I refer to my interests in the register and declare that, as a barrister in private practice, I have been instructed both by the Serious Fraud Office and by companies and individuals in whom the Serious Fraud Office has taken an interest.

Sadly, the context in which we debate this Bill this evening is the Russian invasion of Ukraine. We are reviewing a Bill that has been passed through the other place in a single day and which will, I am sure, go through your Lordships’ House, if not in a day, quite quickly. Not surprisingly, the criminal and, some may say, paranoid behaviour of Mr Putin in launching this savage attack on Ukraine has led us into thinking that something must be done—and done quickly—to curb the financial freedom of Putin’s benefactors, his nominees and his enablers. These are people who, over the past 25 years, have grown rich through the redistribution to them of what used to be Russian state assets, first by President Yeltsin and then by the current incumbent. They remain rich because Putin permits them to be so, and because they hold vast holdings of valuable property and money throughout the West on his behalf. Although they pretend to be independent operators, they are puppets controlled by a sick and dangerous man, and it is right that our laws do not allow villainy to hide in plain sight.

Two points, however, flow from this. First, although the policy behind the Bill is well understood and universally shared by right-thinking Members of both Houses, the Bill that contains many complicated provisions, which are being considered very speedily. Of course, the war in Ukraine has forced us to act quickly, but the problems caused by passing legislation in a hurry are well known. Although I entirely accept the need for speed, we must be careful that we do not pass bad law which fails to hit the targets that we have identified. As my noble friend the Minister said, another economic crime Bill will be introduced in the forthcoming Session. The Government must stand ready to correct any defects in the current Bill which, through lack of proper consideration, are left in it. I hope it may be used to reform the law of corporate criminal liability—a subject on which I know I must sound like a cracked record.

Secondly, I do not want to be misunderstood in what I am about to say, but we must be careful not to allow our understandable moral indignation to cloud our judgment about what we need to do through this Bill. If there is one thing worse than failing to scrutinise legislation because of haste, it is to pass legislation while caught in a moral spasm.

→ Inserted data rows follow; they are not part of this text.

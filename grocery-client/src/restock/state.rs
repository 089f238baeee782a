//! Restock lifecycle: Submitted → InProgress → Completed | Failed

use std::fmt;

use rust_decimal::Decimal;
use shared::RestockRecord;

use crate::poll::{StatusClass, classify_status};

#[derive(Debug, Clone, Copy, PartialEq, Eq)]
pub enum RestockStatus {
    Submitted,
    InProgress,
    Completed,
    Failed,
}

impl RestockStatus {
    pub fn is_terminal(self) -> bool {
        matches!(self, RestockStatus::Completed | RestockStatus::Failed)
    }
}

impl fmt::Display for RestockStatus {
    fn fmt(&self, f: &mut fmt::Formatter<'_>) -> fmt::Result {
        f.write_str(match self {
            RestockStatus::Submitted => "SUBMITTED",
            RestockStatus::InProgress => "IN_PROGRESS",
            RestockStatus::Completed => "COMPLETED",
            RestockStatus::Failed => "FAILED",
        })
    }
}

/// A submitted restock as last seen by the truck
#[derive(Debug, Clone, PartialEq)]
pub enum RestockState {
    Submitted {
        order_id: String,
    },
    InProgress {
        order_id: String,
        status: String,
    },
    Completed {
        order_id: String,
        total_cost: Decimal,
    },
    Failed {
        order_id: String,
        status: String,
    },
}

/// Terminal restock result
#[derive(Debug, Clone, PartialEq)]
pub enum RestockOutcome {
    Completed { order_id: String, total_cost: Decimal },
    Failed { order_id: String, status: String },
}

impl RestockState {
    pub fn submitted(order_id: impl Into<String>) -> Self {
        RestockState::Submitted {
            order_id: order_id.into(),
        }
    }

    pub fn order_id(&self) -> &str {
        match self {
            RestockState::Submitted { order_id }
            | RestockState::InProgress { order_id, .. }
            | RestockState::Completed { order_id, .. }
            | RestockState::Failed { order_id, .. } => order_id,
        }
    }

    pub fn status(&self) -> RestockStatus {
        match self {
            RestockState::Submitted { .. } => RestockStatus::Submitted,
            RestockState::InProgress { .. } => RestockStatus::InProgress,
            RestockState::Completed { .. } => RestockStatus::Completed,
            RestockState::Failed { .. } => RestockStatus::Failed,
        }
    }

    pub fn outcome(&self) -> Option<RestockOutcome> {
        match self {
            RestockState::Completed {
                order_id,
                total_cost,
            } => Some(RestockOutcome::Completed {
                order_id: order_id.clone(),
                total_cost: *total_cost,
            }),
            RestockState::Failed { order_id, status } => Some(RestockOutcome::Failed {
                order_id: order_id.clone(),
                status: status.clone(),
            }),
            _ => None,
        }
    }

    /// Apply one polled record. Terminal states never change again; a
    /// polled `CANCELLED` counts as a failure.
    pub fn apply_poll(&mut self, record: &RestockRecord) -> RestockStatus {
        if self.status().is_terminal() {
            return self.status();
        }
        let order_id = self.order_id().to_string();
        *self = match classify_status(&record.status) {
            StatusClass::Completed => RestockState::Completed {
                order_id,
                total_cost: record.total_cost,
            },
            StatusClass::Failed | StatusClass::Cancelled => RestockState::Failed {
                order_id,
                status: record.status.clone(),
            },
            StatusClass::Pending => RestockState::InProgress {
                order_id,
                status: record.status.clone(),
            },
        };
        self.status()
    }
}
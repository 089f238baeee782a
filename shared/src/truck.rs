//! Truck / restock DTOs

use std::fmt;
use std::str::FromStr;

use chrono::{DateTime, Utc};
use rust_decimal::Decimal;
use serde::{Deserialize, Serialize};

/// Store aisle a restocked item is shelved in
#[derive(Debug, Clone, Copy, PartialEq, Eq, Hash, Serialize, Deserialize)]
#[serde(rename_all = "lowercase")]
pub enum Aisle {
    Bread,
    Dairy,
    Produce,
    Meat,
    Party,
}

impl Aisle {
    pub const ALL: [Aisle; 5] = [
        Aisle::Bread,
        Aisle::Dairy,
        Aisle::Produce,
        Aisle::Meat,
        Aisle::Party,
    ];

    pub fn as_str(&self) -> &'static str {
        match self {
            Aisle::Bread => "bread",
            Aisle::Dairy => "dairy",
            Aisle::Produce => "produce",
            Aisle::Meat => "meat",
            Aisle::Party => "party",
        }
    }
}

impl fmt::Display for Aisle {
    fn fmt(&self, f: &mut fmt::Formatter<'_>) -> fmt::Result {
        f.write_str(self.as_str())
    }
}

impl FromStr for Aisle {
    type Err = String;

    fn from_str(s: &str) -> Result<Self, Self::Err> {
        let lowered = s.trim().to_ascii_lowercase();
        Aisle::ALL
            .into_iter()
            .find(|a| a.as_str() == lowered)
            .ok_or_else(|| format!("unknown aisle '{s}'"))
    }
}

/// `POST /api/truck/register`
#[derive(Debug, Clone, Serialize, Deserialize)]
pub struct RegisterTruckRequest {
    pub truck_id: String,
    pub plate_number: String,
    pub driver_name: String,
}

/// One manifest line as sent on the wire
#[derive(Debug, Clone, PartialEq, Serialize, Deserialize)]
pub struct RestockItem {
    pub sku: String,
    pub name: String,
    pub aisle_type: Aisle,
    pub quantity: u32,
    /// RFC 3339
    pub mfd_date: String,
    /// RFC 3339
    pub expiry_date: String,
    pub unit_cost: Decimal,
}

/// `POST /api/truck/restock`
#[derive(Debug, Clone, Serialize, Deserialize)]
pub struct RestockRequest {
    pub truck_id: String,
    pub plate_number: String,
    pub driver_name: String,
    #[serde(default)]
    pub contact_info: String,
    #[serde(default)]
    pub location: String,
    pub supplier_id: String,
    #[serde(default)]
    pub supplier_name: String,
    pub items: Vec<RestockItem>,
}

/// Restock accepted; robots are offloading
#[derive(Debug, Clone, Serialize, Deserialize)]
pub struct RestockSubmitted {
    pub order_id: String,
    #[serde(default, skip_serializing_if = "Option::is_none")]
    pub status: Option<String>,
    #[serde(default, skip_serializing_if = "Option::is_none")]
    pub message: Option<String>,
}

/// Restock row returned by `GET /api/truck/restock/status`
#[derive(Debug, Clone, PartialEq, Serialize, Deserialize)]
pub struct RestockRecord {
    #[serde(rename = "OrderID", alias = "order_id", default)]
    pub order_id: String,
    #[serde(rename = "Status", alias = "status", default)]
    pub status: String,
    #[serde(rename = "TotalCost", alias = "total_cost", default)]
    pub total_cost: Decimal,
    #[serde(
        rename = "CreatedAt",
        alias = "created_at",
        default,
        skip_serializing_if = "Option::is_none"
    )]
    pub created_at: Option<DateTime<Utc>>,
}
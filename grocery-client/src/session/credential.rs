// grocery-client/src/session/credential.rs
// 会话缓存 - JSON 文件存储

use serde::{Deserialize, Serialize};
use std::fs;
use std::path::{Path, PathBuf};

/// Default file name of the session cache inside the cache directory
pub const SESSION_FILE: &str = "session.json";

/// Durable part of a session. The access token is never written to disk.
#[derive(Debug, Clone, PartialEq, Eq, Serialize, Deserialize)]
pub struct Credential {
    pub device_id: String,
    pub refresh_token: String,
}

impl Credential {
    pub fn new(device_id: impl Into<String>, refresh_token: impl Into<String>) -> Self {
        Self {
            device_id: device_id.into(),
            refresh_token: refresh_token.into(),
        }
    }
}

/// 凭证存储
#[derive(Debug, Clone)]
pub struct CredentialStorage {
    path: PathBuf,
}

impl CredentialStorage {
    /// 创建凭证存储
    pub fn new(base_path: impl Into<PathBuf>, filename: &str) -> Self {
        let path = base_path.into().join(filename);
        Self { path }
    }

    /// 确保目录存在
    pub fn ensure_dir(&self) -> std::io::Result<()> {
        if let Some(parent) = self.path.parent() {
            fs::create_dir_all(parent)?;
        }
        Ok(())
    }

    /// Save the credential. Written to a sibling file then renamed, so a
    /// reader sees either the old record or the new one.
    pub fn save(&self, credential: &Credential) -> std::io::Result<()> {
        self.ensure_dir()?;
        let json = serde_json::to_string_pretty(credential)?;
        let tmp = self.path.with_extension("json.tmp");
        fs::write(&tmp, json)?;
        fs::rename(&tmp, &self.path)
    }

    /// 加载凭证. Unreadable or corrupt records count as absent.
    pub fn load(&self) -> Option<Credential> {
        if !self.path.exists() {
            return None;
        }
        let json = match fs::read_to_string(&self.path) {
            Ok(json) => json,
            Err(e) => {
                tracing::warn!(path = %self.path.display(), error = %e, "Session cache unreadable");
                return None;
            }
        };
        match serde_json::from_str::<Credential>(&json) {
            Ok(credential) if !credential.refresh_token.is_empty() => Some(credential),
            Ok(_) => None,
            Err(e) => {
                tracing::warn!(path = %self.path.display(), error = %e, "Session cache corrupt");
                None
            }
        }
    }

    /// 检查凭证是否存在
    pub fn exists(&self) -> bool {
        self.path.exists()
    }

    /// 删除凭证
    pub fn delete(&self) -> std::io::Result<()> {
        if self.path.exists() {
            fs::remove_file(&self.path)?;
        }
        Ok(())
    }

    /// 获取路径
    pub fn path(&self) -> &Path {
        &self.path
    }
}
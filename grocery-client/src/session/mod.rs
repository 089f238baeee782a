// grocery-client/src/session/mod.rs
// 会话管理模块

pub mod credential;
pub mod manager;

pub use credential::{Credential, CredentialStorage, SESSION_FILE};
pub use manager::SessionManager;

use std::fmt;
use std::time::Duration;

use shared::LoginResponse;
use tokio::time::Instant;

/// What a session can currently do
#[derive(Debug, Clone, Copy, PartialEq, Eq)]
pub enum AuthState {
    /// Holds an access token
    Authenticated,
    /// No access token, but a refresh token may mint one
    Recoverable,
    /// Nothing usable; log in again
    Unauthenticated,
}

/// In-memory session for one device
#[derive(Clone)]
pub struct Session {
    device_id: String,
    access_token: Option<String>,
    refresh_token: Option<String>,
    last_refresh_at: Option<Instant>,
}

impl Session {
    pub(crate) fn from_login(device_id: impl Into<String>, tokens: LoginResponse) -> Self {
        Self {
            device_id: device_id.into(),
            access_token: Some(tokens.access_token),
            refresh_token: Some(tokens.refresh_token).filter(|t| !t.is_empty()),
            last_refresh_at: Some(Instant::now()),
        }
    }

    /// Rebuilt from the cache: refresh token only, access token still to mint.
    pub(crate) fn from_credential(credential: Credential) -> Self {
        Self {
            device_id: credential.device_id,
            access_token: None,
            refresh_token: Some(credential.refresh_token).filter(|t| !t.is_empty()),
            last_refresh_at: None,
        }
    }

    pub fn device_id(&self) -> &str {
        &self.device_id
    }

    pub fn access_token(&self) -> Option<&str> {
        self.access_token.as_deref()
    }

    pub fn refresh_token(&self) -> Option<&str> {
        self.refresh_token.as_deref()
    }

    /// When the current access token was obtained
    pub fn last_refresh_at(&self) -> Option<Instant> {
        self.last_refresh_at
    }

    pub fn auth_state(&self) -> AuthState {
        match (&self.access_token, &self.refresh_token) {
            (Some(_), _) => AuthState::Authenticated,
            (None, Some(_)) => AuthState::Recoverable,
            (None, None) => AuthState::Unauthenticated,
        }
    }

    pub(crate) fn set_access_token(&mut self, token: String) {
        self.access_token = Some(token);
        self.last_refresh_at = Some(Instant::now());
    }

    /// Access token missing or older than `interval`, and a refresh token to fix it
    pub(crate) fn needs_refresh(&self, interval: Duration) -> bool {
        if self.refresh_token.is_none() {
            return false;
        }
        match (&self.access_token, self.last_refresh_at) {
            (Some(_), Some(at)) => at.elapsed() >= interval,
            _ => true,
        }
    }

    pub(crate) fn credential(&self) -> Option<Credential> {
        self.refresh_token
            .as_ref()
            .map(|token| Credential::new(self.device_id.clone(), token.clone()))
    }
}

impl fmt::Debug for Session {
    fn fmt(&self, f: &mut fmt::Formatter<'_>) -> fmt::Result {
        let redact = |t: &Option<String>| t.as_ref().map(|_| "<redacted>");
        f.debug_struct("Session")
            .field("device_id", &self.device_id)
            .field("access_token", &redact(&self.access_token))
            .field("refresh_token", &redact(&self.refresh_token))
            .field("last_refresh_at", &self.last_refresh_at)
            .finish()
    }
}

#[cfg(test)]
mod tests {
    use super::*;

    fn tokens() -> LoginResponse {
        LoginResponse {
            access_token: "access-1".into(),
            refresh_token: "refresh-1".into(),
        }
    }

    #[test]
    fn test_auth_states() {
        let session = Session::from_login("fridge-1", tokens());
        assert_eq!(session.auth_state(), AuthState::Authenticated);

        let restored = Session::from_credential(Credential::new("fridge-1", "refresh-1"));
        assert_eq!(restored.auth_state(), AuthState::Recoverable);
        assert!(restored.last_refresh_at().is_none());

        let empty = Session::from_credential(Credential::new("fridge-1", ""));
        assert_eq!(empty.auth_state(), AuthState::Unauthenticated);
    }

    #[tokio::test(start_paused = true)]
    async fn test_needs_refresh_after_interval() {
        let interval = Duration::from_secs(240);
        let session = Session::from_login("fridge-1", tokens());
        assert!(!session.needs_refresh(interval));

        tokio::time::advance(Duration::from_secs(241)).await;
        assert!(session.needs_refresh(interval));
    }

    #[test]
    fn test_debug_redacts_tokens() {
        let rendered = format!("{:?}", Session::from_login("fridge-1", tokens()));
        assert!(!rendered.contains("access-1"));
        assert!(!rendered.contains("refresh-1"));
        assert!(rendered.contains("fridge-1"));
    }
}
//! grocery — command-line driver for the grocery ordering client
//!
//! Fridge commands (`register`, `login`, `order`, ...) act on the device
//! session cached under `GROCERY_CACHE_DIR`; truck commands (`truck-register`,
//! `restock`) are unauthenticated.

mod commands;

use std::path::PathBuf;
use std::process::ExitCode;

use clap::{Parser, Subcommand};
use grocery_client::{ClientConfig, ClientError, OrderLine};
use tokio_util::sync::CancellationToken;

/// Smart-fridge and supplier-truck client for the grocery ordering service
#[derive(Parser)]
#[command(name = "grocery", version, about)]
struct Cli {
    /// Ordering service base URL (overrides ORDERING_API_URL)
    #[arg(long, global = true)]
    base_url: Option<String>,

    /// Directory for the cached session (overrides GROCERY_CACHE_DIR)
    #[arg(long, global = true)]
    cache_dir: Option<PathBuf>,

    #[command(subcommand)]
    command: Command,
}

#[derive(Subcommand)]
enum Command {
    /// Register this fridge with the ordering service
    Register {
        device_id: String,
        #[arg(long)]
        password: String,
        #[arg(long, default_value = "")]
        email: String,
        #[arg(long, default_value = "")]
        phone: String,
    },

    /// Log in and cache the session
    Login {
        device_id: String,
        #[arg(long)]
        password: String,
    },

    /// Forget the cached session
    Logout,

    /// Show the logged-in device
    Whoami,

    /// Reserve, confirm and follow an order until it settles
    Order {
        /// Cart line as SKU=QTY (repeatable)
        #[arg(long = "item", required = true, value_parser = parse_line)]
        items: Vec<OrderLine>,
        /// Release the reservation right after preview instead of confirming
        #[arg(long)]
        cancel: bool,
    },

    /// List past orders
    History,

    /// Show the most recent order
    Last,

    /// Register a delivery truck
    TruckRegister {
        truck_id: String,
        #[arg(long)]
        plate: String,
        #[arg(long)]
        driver: String,
    },

    /// Submit a restock batch from a JSON file and follow it
    Restock {
        /// Batch file: supplier, truck and manifest lines
        manifest: PathBuf,
    },
}

/// `MILK-1=2` → line; a bare SKU means quantity 1
fn parse_line(s: &str) -> Result<OrderLine, String> {
    let (sku, qty) = match s.split_once('=') {
        Some((sku, qty)) => (sku.trim(), qty.trim()),
        None => (s.trim(), "1"),
    };
    if sku.is_empty() {
        return Err(format!("missing SKU in '{s}'"));
    }
    let quantity = qty
        .parse::<u32>()
        .map_err(|_| format!("invalid quantity '{qty}' for {sku}"))?;
    Ok(OrderLine::new(sku, quantity))
}

#[tokio::main]
async fn main() -> ExitCode {
    // Load .env file
    let _ = dotenvy::dotenv();

    // Initialize tracing
    tracing_subscriber::fmt()
        .with_env_filter(
            tracing_subscriber::EnvFilter::try_from_default_env()
                .unwrap_or_else(|_| "grocery_client=info,grocery_cli=info".into()),
        )
        .with_writer(std::io::stderr)
        .init();

    let cli = Cli::parse();

    let mut config = ClientConfig::from_env();
    if let Some(base_url) = cli.base_url {
        config.base_url = base_url.trim_end_matches('/').to_string();
    }
    if let Some(dir) = cli.cache_dir {
        config = config.with_cache_dir(dir);
    }

    // Ctrl-C stops an in-flight poll
    let shutdown = CancellationToken::new();
    let signal = shutdown.clone();
    tokio::spawn(async move {
        if tokio::signal::ctrl_c().await.is_ok() {
            tracing::info!("Interrupted, stopping");
            signal.cancel();
        }
    });

    match commands::run(cli.command, config, &shutdown).await {
        Ok(()) => ExitCode::SUCCESS,
        Err(e) => {
            match e.downcast_ref::<ClientError>() {
                Some(client_err) => eprintln!("Error: {}", client_err.user_message()),
                None => eprintln!("Error: {e:#}"),
            }
            ExitCode::FAILURE
        }
    }
}
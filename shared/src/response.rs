//! Response envelopes
//!
//! Query endpoints wrap their payload as `{"status": "success", "data": ...}`.
//! Failing endpoints answer with plain text or `{"error": "..."}`.

use serde::{Deserialize, Serialize};

/// `{status, data}` envelope used by the ordering service's query endpoints
///
/// ```json
/// {
///     "status": "success",
///     "data": { ... }
/// }
/// ```
#[derive(Debug, Serialize, Deserialize)]
pub struct ApiResponse<T> {
    #[serde(default, skip_serializing_if = "Option::is_none")]
    pub status: Option<String>,
    #[serde(default, skip_serializing_if = "Option::is_none")]
    pub message: Option<String>,
    /// `null` when the resource exists but is empty (e.g. no orders yet)
    pub data: Option<T>,
}

impl<T> ApiResponse<T> {
    /// Create a successful response
    pub fn ok(data: T) -> Self {
        Self {
            status: Some("success".to_string()),
            message: None,
            data: Some(data),
        }
    }

    /// Unwrap the payload
    pub fn into_data(self) -> Option<T> {
        self.data
    }
}

/// Error body shape
#[derive(Debug, Clone, Serialize, Deserialize)]
pub struct ErrorBody {
    pub error: String,
}

impl ErrorBody {
    pub fn new(error: impl Into<String>) -> Self {
        Self {
            error: error.into(),
        }
    }
}
#[cfg(test)]
mod tests {
    use super::*;

    fn record(order_id: &str, status: &str, total: Decimal) -> OrderRecord {
        OrderRecord {
            order_id: order_id.into(),
            status: status.into(),
            total_price: total,
            created_at: None,
        }
    }

    fn milk() -> ReservedItems {
        BTreeMap::from([("MILK-1".to_string(), 2)])
    }

    fn confirming() -> PendingOrder {
        let mut order = PendingOrder::Idle;
        order.reserved("ord-1".into(), milk()).unwrap();
        order.confirm_accepted().unwrap();
        order
    }

    #[test]
    fn test_prepare_cart_merges_and_drops() {
        let cart = vec![
            OrderLine::new("MILK-1", 1),
            OrderLine::new("  ", 3),
            OrderLine::new("EGGS-12", 0),
            OrderLine::new("MILK-1", 1),
        ];
        let lines = PendingOrder::prepare_cart(&cart).unwrap();
        assert_eq!(lines, vec![OrderLine::new("MILK-1", 2)]);
    }

    #[test]
    fn test_empty_cart_rejected() {
        let err = PendingOrder::prepare_cart(&[OrderLine::new("MILK-1", 0)]).unwrap_err();
        assert!(matches!(err, ClientError::Validation(_)));
        assert!(PendingOrder::prepare_cart(&[]).is_err());
    }

    #[test]
    fn test_preview_then_cancel_returns_to_idle() {
        let mut order = PendingOrder::Idle;
        order.reserved("ord-1".into(), milk()).unwrap();
        assert_eq!(order.status(), OrderStatus::Reserved);
        assert_eq!(order.order_id(), Some("ord-1"));

        assert_eq!(order.released().unwrap(), "ord-1");
        assert_eq!(order, PendingOrder::Idle);
        assert!(order.order_id().is_none());
    }

    #[test]
    fn test_second_preview_while_active_is_invalid() {
        let mut order = PendingOrder::Idle;
        order.reserved("ord-1".into(), milk()).unwrap();
        let err = order.reserved("ord-2".into(), milk()).unwrap_err();
        assert!(matches!(err, ClientError::InvalidState(_)));
        assert_eq!(order.order_id(), Some("ord-1"));
    }

    #[test]
    fn test_confirm_requires_reservation() {
        let mut order = PendingOrder::Idle;
        assert!(order.confirm_accepted().is_err());
        assert_eq!(order, PendingOrder::Idle);
    }

    #[test]
    fn test_cancel_after_confirm_is_invalid() {
        let mut order = confirming();
        assert!(order.released().is_err());
        assert_eq!(order.status(), OrderStatus::Confirming);
    }

    #[test]
    fn test_polls_until_completed() {
        let mut order = confirming();
        for _ in 0..3 {
            let status = order
                .apply_poll(Some(&record("ord-1", "IN_PROGRESS", Decimal::ZERO)))
                .unwrap();
            assert_eq!(status, OrderStatus::InProgress);
        }
        let status = order
            .apply_poll(Some(&record("ord-1", "COMPLETED", Decimal::new(1250, 2))))
            .unwrap();
        assert_eq!(status, OrderStatus::Completed);
        assert_eq!(order.total_price(), Some(Decimal::new(1250, 2)));
        assert_eq!(order.items(), Some(&milk()));
    }

    #[test]
    fn test_confirming_can_go_straight_to_terminal() {
        let mut order = confirming();
        let status = order
            .apply_poll(Some(&record("ord-1", "FAILED_DISPATCH", Decimal::ZERO)))
            .unwrap();
        assert_eq!(status, OrderStatus::Failed);
    }

    #[test]
    fn test_status_matching_is_asymmetric() {
        let mut late = confirming();
        late.apply_poll(Some(&record("ord-1", "COMPLETED_LATE", Decimal::ONE)))
            .unwrap();
        assert_eq!(late.status(), OrderStatus::InProgress);
        assert!(late.total_price().is_none());

        let mut payment = confirming();
        payment
            .apply_poll(Some(&record("ord-1", "PAYMENT_FAILED", Decimal::ZERO)))
            .unwrap();
        assert_eq!(
            payment.outcome(),
            Some(OrderOutcome::Failed {
                order_id: "ord-1".into(),
                status: "PAYMENT_FAILED".into()
            })
        );
    }

    #[test]
    fn test_record_for_other_order_is_not_terminal() {
        let mut order = confirming();
        order
            .apply_poll(Some(&record("ord-0", "COMPLETED", Decimal::ONE)))
            .unwrap();
        assert_eq!(order.status(), OrderStatus::InProgress);

        order.apply_poll(None).unwrap();
        assert_eq!(order.status(), OrderStatus::InProgress);
    }

    #[test]
    fn test_polled_cancellation_is_terminal() {
        let mut order = confirming();
        order
            .apply_poll(Some(&record("ord-1", "CANCELLED", Decimal::ZERO)))
            .unwrap();
        assert_eq!(order.status(), OrderStatus::Cancelled);
        assert_eq!(
            order.acknowledge().unwrap(),
            OrderOutcome::Cancelled {
                order_id: "ord-1".into()
            }
        );
        assert_eq!(order, PendingOrder::Idle);
    }

    #[test]
    fn test_acknowledge_only_from_terminal() {
        let mut order = confirming();
        assert!(order.acknowledge().is_err());
        assert_eq!(order.status(), OrderStatus::Confirming);

        order
            .apply_poll(Some(&record("ord-1", "COMPLETED", Decimal::new(1250, 2))))
            .unwrap();
        let outcome = order.acknowledge().unwrap();
        assert_eq!(outcome.order_id(), "ord-1");
        assert!(outcome.into_result().is_ok());
        assert!(!order.is_active());
    }

    #[test]
    fn test_failed_outcome_into_terminal_failure() {
        let outcome = OrderOutcome::Failed {
            order_id: "ord-1".into(),
            status: "PAYMENT_FAILED".into(),
        };
        assert!(matches!(
            outcome.into_result(),
            Err(ClientError::TerminalFailure { .. })
        ));
    }

    #[test]
    fn test_poll_rejected_outside_confirmed_states() {
        let mut order = PendingOrder::Idle;
        assert!(order.apply_poll(None).is_err());
        order.reserved("ord-1".into(), milk()).unwrap();
        assert!(order.apply_poll(None).is_err());
        assert_eq!(order.status(), OrderStatus::Reserved);
    }
}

Hard as it is, although I have no doubt that your Lordships’ House and the Government are both capable of doing this, and although it is correct to have a moral purpose behind the policy—here I wholly agree with the right reverend Prelate—we have to pass a Bill now that works effectively for all times and all circumstances against all money launderers, every corrupt actor and kleptocrat from across the globe, not just the Russian ones currently propping up Putin.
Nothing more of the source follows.